▸ TASK OBJECTIVE: Every line containing "lost" should be copied out. Go through the entries and find them.

▸ INFORMATION SUPPLIED:
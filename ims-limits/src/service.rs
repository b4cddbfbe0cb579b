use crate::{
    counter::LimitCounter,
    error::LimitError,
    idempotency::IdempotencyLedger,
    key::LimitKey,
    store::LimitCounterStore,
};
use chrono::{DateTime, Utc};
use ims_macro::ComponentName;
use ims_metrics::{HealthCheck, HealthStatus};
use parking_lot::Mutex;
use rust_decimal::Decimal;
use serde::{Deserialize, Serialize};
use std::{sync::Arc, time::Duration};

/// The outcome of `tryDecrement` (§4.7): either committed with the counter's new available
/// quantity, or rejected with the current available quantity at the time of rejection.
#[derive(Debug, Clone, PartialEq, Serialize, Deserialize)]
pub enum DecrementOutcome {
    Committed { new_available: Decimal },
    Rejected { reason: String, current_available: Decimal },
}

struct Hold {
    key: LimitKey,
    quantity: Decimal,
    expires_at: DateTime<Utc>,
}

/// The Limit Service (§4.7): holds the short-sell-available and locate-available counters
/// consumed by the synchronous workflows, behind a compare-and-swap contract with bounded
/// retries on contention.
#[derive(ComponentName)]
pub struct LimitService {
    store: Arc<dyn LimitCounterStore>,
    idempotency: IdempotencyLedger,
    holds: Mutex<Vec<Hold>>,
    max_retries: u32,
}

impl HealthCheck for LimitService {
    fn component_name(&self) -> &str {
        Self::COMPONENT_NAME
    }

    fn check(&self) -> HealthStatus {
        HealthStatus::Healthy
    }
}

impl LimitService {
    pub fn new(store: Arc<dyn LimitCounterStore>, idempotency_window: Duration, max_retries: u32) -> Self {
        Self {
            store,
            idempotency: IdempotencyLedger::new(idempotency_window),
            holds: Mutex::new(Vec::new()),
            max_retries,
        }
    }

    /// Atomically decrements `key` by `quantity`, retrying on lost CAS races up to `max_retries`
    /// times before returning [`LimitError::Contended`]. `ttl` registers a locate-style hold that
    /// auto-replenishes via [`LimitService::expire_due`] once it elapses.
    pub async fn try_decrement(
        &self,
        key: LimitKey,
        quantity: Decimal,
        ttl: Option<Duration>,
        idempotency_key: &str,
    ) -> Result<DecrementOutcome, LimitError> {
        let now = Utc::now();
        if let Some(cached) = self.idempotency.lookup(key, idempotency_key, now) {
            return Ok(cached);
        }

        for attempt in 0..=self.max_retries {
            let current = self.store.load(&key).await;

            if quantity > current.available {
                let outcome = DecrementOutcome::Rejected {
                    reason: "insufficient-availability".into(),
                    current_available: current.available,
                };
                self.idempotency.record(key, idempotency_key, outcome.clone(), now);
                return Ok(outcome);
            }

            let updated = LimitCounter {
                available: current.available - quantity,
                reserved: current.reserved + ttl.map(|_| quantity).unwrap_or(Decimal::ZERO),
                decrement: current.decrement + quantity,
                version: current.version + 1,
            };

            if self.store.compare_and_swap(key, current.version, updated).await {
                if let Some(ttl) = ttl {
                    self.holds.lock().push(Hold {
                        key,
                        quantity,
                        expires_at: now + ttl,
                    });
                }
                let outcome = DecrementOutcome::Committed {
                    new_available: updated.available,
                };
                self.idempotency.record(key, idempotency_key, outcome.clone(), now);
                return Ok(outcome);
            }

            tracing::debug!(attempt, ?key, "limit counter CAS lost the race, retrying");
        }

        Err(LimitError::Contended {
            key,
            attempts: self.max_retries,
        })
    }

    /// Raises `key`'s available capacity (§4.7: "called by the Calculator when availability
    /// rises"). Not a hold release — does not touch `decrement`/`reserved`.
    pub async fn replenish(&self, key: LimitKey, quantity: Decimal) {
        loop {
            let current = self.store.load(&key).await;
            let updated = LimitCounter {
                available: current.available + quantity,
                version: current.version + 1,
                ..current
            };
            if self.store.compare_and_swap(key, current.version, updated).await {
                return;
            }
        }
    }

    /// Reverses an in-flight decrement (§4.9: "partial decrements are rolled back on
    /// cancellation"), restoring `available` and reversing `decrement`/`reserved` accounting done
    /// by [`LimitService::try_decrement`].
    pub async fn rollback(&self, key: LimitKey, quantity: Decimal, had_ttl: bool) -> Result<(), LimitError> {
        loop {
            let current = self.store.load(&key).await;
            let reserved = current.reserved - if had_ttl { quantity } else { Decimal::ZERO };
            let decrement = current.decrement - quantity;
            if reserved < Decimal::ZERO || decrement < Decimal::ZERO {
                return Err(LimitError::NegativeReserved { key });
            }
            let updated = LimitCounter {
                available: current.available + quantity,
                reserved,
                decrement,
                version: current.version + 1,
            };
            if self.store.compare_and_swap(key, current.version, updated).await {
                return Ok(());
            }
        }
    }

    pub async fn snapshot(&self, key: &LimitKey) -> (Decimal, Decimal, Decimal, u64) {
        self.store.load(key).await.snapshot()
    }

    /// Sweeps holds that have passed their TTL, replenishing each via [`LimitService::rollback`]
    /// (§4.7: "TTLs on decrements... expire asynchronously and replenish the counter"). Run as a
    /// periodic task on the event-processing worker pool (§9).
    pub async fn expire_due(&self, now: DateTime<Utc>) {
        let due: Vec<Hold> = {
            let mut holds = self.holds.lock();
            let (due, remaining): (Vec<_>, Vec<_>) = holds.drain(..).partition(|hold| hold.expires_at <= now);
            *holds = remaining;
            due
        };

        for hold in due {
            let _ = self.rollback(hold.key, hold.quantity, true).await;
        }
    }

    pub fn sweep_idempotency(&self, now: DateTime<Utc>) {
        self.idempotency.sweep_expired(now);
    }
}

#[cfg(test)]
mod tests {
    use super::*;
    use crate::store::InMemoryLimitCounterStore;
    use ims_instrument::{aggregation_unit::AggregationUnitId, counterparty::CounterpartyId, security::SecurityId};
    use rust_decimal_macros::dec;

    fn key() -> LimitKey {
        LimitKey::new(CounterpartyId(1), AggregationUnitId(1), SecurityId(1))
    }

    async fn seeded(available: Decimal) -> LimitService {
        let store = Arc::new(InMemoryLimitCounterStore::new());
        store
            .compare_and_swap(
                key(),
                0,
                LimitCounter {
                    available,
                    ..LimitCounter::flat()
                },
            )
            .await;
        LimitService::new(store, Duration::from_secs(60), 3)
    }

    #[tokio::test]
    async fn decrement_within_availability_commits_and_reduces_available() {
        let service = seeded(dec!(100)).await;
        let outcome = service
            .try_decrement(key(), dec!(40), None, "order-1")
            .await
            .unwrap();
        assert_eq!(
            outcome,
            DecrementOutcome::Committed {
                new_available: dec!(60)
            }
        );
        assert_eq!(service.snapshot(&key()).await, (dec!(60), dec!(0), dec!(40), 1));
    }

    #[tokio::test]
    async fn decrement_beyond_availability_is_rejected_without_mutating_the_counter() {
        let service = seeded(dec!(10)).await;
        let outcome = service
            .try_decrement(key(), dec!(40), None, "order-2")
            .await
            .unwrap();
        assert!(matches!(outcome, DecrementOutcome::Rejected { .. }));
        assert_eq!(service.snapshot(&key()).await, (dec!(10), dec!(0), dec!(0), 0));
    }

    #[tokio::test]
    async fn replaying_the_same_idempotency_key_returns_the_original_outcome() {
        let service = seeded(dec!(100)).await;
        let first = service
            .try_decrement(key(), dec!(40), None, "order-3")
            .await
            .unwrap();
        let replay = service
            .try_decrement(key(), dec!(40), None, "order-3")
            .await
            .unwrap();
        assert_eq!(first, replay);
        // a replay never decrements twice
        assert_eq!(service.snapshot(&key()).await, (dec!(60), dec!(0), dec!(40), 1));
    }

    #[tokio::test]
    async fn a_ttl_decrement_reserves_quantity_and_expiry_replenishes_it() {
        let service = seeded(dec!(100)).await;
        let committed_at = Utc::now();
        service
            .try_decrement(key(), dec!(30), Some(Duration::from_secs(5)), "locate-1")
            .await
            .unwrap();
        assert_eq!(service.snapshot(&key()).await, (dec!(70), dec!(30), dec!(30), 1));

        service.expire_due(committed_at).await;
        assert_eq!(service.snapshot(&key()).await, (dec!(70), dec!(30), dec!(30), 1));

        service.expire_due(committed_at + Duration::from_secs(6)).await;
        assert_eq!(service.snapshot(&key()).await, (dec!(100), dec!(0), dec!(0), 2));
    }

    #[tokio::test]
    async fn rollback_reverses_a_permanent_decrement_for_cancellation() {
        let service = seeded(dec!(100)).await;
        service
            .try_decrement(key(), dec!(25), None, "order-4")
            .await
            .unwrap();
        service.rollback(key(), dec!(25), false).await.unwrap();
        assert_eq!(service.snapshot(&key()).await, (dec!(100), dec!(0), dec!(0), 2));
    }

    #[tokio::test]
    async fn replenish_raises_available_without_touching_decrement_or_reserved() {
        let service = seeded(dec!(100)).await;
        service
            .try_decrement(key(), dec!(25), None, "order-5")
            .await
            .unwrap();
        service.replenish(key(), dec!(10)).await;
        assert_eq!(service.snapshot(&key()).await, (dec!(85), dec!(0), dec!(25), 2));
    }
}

▸ REPLY:
    /// Atomically decrements `key` by `quantity`, retrying on lost CAS races up to `max_retries`
            tracing::debug!(attempt, ?key, "limit counter CAS lost the race, retrying");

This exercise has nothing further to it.